Stored records:
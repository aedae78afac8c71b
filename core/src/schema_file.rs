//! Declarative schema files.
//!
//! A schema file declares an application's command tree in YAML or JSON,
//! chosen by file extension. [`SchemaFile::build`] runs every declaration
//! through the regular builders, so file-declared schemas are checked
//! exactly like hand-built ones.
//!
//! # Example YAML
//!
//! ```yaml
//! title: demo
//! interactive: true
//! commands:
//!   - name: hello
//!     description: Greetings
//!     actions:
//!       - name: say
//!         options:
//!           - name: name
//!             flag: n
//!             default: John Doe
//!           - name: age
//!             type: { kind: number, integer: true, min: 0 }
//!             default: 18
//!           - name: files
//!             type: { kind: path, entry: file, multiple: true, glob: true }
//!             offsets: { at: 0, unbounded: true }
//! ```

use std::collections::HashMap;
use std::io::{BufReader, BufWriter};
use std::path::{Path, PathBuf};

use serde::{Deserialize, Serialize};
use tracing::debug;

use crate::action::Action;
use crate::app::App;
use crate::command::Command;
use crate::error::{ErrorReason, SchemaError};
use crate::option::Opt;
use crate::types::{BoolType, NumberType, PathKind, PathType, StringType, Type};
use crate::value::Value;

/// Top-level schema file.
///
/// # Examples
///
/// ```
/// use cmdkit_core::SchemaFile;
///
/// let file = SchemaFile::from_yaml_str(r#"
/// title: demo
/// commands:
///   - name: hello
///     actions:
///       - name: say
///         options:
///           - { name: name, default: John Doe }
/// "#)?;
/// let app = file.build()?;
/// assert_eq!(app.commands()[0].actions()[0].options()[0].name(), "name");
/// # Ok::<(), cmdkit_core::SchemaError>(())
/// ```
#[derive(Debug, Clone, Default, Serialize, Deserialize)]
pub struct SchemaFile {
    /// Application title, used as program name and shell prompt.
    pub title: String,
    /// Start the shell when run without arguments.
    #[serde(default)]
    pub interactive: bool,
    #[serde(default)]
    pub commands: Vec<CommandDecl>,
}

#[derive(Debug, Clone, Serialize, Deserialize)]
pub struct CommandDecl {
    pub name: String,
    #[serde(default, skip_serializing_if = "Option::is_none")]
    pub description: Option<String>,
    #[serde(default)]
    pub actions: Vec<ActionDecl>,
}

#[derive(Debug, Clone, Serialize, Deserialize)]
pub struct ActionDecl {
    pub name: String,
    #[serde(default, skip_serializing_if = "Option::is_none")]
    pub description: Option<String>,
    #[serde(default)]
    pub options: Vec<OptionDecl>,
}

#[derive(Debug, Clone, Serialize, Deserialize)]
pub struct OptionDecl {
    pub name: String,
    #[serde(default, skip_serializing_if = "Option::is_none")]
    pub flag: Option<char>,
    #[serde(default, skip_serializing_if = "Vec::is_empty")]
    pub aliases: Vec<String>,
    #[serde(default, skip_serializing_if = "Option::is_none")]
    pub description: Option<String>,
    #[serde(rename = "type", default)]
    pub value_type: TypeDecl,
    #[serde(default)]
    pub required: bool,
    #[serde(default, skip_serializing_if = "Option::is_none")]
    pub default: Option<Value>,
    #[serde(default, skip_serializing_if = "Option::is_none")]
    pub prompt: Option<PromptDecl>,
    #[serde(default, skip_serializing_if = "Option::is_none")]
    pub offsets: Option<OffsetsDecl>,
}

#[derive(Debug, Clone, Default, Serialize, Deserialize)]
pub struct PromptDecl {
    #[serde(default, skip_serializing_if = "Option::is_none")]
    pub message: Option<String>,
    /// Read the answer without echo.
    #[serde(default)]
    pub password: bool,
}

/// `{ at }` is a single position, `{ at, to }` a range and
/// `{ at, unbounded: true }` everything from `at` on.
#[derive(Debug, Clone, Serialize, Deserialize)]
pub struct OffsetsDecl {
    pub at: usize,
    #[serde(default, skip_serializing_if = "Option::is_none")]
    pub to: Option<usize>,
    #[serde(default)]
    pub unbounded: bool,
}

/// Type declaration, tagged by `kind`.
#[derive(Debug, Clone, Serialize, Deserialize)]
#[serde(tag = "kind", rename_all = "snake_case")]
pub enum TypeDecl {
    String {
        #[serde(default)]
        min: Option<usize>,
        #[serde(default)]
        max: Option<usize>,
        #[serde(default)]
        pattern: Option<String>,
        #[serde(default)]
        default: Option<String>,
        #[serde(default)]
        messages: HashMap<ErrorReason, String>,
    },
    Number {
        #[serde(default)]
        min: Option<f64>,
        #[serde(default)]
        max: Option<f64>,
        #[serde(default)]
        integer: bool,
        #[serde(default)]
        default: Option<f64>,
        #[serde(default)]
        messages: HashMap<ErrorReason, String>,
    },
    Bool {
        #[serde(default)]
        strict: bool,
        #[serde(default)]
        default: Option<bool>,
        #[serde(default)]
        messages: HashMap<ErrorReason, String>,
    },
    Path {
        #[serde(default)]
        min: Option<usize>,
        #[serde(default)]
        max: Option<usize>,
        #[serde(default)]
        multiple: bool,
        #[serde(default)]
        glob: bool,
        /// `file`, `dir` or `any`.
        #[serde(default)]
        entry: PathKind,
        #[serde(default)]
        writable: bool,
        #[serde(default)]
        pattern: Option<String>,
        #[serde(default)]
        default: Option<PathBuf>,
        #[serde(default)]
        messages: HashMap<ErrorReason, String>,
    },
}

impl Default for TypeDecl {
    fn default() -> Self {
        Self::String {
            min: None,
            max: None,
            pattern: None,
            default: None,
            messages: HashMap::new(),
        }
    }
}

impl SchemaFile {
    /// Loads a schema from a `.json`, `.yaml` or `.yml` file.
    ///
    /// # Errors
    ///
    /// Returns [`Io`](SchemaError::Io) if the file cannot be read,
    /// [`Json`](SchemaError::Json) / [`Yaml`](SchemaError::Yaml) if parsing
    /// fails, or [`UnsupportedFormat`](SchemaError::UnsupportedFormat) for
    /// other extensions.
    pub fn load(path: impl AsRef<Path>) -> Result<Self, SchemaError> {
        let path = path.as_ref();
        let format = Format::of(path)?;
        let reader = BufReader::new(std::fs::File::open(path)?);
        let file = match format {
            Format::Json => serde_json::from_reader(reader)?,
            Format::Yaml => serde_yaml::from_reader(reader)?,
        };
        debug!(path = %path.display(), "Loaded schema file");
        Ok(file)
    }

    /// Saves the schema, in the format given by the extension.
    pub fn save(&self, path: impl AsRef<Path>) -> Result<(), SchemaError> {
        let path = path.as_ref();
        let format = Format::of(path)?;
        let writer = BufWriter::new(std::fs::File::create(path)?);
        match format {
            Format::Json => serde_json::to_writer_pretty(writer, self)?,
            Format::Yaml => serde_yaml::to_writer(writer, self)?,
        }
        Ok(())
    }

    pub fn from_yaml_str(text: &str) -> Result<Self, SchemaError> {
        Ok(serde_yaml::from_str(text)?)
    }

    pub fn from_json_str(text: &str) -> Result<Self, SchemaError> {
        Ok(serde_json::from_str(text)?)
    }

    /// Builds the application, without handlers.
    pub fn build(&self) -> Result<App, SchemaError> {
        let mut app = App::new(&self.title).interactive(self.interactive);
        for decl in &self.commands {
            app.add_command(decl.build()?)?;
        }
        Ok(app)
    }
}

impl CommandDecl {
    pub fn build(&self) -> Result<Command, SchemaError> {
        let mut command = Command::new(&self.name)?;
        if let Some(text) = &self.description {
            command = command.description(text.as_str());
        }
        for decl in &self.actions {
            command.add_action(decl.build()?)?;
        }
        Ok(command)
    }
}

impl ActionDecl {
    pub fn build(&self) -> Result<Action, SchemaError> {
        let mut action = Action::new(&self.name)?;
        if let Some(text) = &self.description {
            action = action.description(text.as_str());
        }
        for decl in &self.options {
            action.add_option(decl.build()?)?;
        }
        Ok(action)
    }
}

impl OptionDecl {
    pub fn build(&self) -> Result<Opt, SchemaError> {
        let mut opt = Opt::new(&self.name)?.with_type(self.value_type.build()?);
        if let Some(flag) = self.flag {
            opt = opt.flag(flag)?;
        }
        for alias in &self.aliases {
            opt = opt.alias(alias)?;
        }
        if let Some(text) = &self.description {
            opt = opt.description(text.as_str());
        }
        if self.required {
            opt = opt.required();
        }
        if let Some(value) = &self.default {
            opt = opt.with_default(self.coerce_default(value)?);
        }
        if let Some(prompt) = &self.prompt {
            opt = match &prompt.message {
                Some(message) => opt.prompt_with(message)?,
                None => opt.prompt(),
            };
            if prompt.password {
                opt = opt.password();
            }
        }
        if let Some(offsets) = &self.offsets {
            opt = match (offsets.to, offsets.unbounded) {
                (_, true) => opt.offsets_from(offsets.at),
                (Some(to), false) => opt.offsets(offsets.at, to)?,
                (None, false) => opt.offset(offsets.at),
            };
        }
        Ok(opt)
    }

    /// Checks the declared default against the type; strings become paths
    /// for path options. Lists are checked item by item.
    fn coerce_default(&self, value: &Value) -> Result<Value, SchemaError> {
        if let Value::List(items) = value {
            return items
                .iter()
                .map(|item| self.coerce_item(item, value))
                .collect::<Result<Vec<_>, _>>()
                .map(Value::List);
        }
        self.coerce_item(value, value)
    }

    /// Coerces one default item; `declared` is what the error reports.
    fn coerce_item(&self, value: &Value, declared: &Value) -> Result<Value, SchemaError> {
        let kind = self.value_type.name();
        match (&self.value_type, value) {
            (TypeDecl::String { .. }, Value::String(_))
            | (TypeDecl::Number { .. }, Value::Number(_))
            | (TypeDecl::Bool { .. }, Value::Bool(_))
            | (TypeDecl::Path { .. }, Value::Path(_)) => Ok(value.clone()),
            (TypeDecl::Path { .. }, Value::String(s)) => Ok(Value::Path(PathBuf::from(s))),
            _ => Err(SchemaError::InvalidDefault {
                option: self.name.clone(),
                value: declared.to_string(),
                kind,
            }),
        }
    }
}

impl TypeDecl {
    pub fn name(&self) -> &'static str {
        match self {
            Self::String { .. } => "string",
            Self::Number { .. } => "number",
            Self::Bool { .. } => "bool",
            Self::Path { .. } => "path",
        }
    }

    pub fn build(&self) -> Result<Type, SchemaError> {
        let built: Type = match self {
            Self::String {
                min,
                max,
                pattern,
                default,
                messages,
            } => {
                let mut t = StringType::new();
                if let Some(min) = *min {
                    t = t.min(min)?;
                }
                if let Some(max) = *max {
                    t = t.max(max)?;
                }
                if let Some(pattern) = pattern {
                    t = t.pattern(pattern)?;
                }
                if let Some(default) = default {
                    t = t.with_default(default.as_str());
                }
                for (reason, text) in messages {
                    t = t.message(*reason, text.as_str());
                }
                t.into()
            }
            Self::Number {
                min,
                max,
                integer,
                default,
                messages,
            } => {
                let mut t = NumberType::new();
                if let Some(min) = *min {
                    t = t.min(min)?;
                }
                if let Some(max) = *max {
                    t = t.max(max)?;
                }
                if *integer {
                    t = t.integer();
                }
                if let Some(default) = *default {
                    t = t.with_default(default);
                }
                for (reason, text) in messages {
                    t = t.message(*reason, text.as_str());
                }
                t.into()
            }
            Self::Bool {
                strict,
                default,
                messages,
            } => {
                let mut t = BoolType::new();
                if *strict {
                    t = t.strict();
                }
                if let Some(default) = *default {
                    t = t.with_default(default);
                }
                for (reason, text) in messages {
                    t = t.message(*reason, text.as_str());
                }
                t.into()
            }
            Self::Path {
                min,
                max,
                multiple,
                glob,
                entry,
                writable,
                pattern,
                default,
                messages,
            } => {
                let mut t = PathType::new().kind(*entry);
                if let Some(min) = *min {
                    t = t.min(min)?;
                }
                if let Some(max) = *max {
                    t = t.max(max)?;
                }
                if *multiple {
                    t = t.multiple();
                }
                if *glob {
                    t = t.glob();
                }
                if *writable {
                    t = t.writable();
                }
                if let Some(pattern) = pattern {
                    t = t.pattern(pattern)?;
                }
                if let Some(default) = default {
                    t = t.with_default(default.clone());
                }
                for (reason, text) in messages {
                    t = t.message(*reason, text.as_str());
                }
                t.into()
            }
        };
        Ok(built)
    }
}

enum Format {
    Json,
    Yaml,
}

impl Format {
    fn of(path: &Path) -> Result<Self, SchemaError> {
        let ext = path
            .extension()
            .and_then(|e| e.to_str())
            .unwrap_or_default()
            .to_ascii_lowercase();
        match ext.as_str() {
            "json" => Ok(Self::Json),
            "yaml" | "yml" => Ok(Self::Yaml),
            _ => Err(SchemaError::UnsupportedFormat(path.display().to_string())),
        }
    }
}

# Goal of the exercise
In the entries above, find each line that includes the string "multiple" and copy it.

# Response to the task
//!             type: { kind: path, entry: file, multiple: true, glob: true }
        multiple: bool,
                multiple,
                if *multiple {
                    t = t.multiple();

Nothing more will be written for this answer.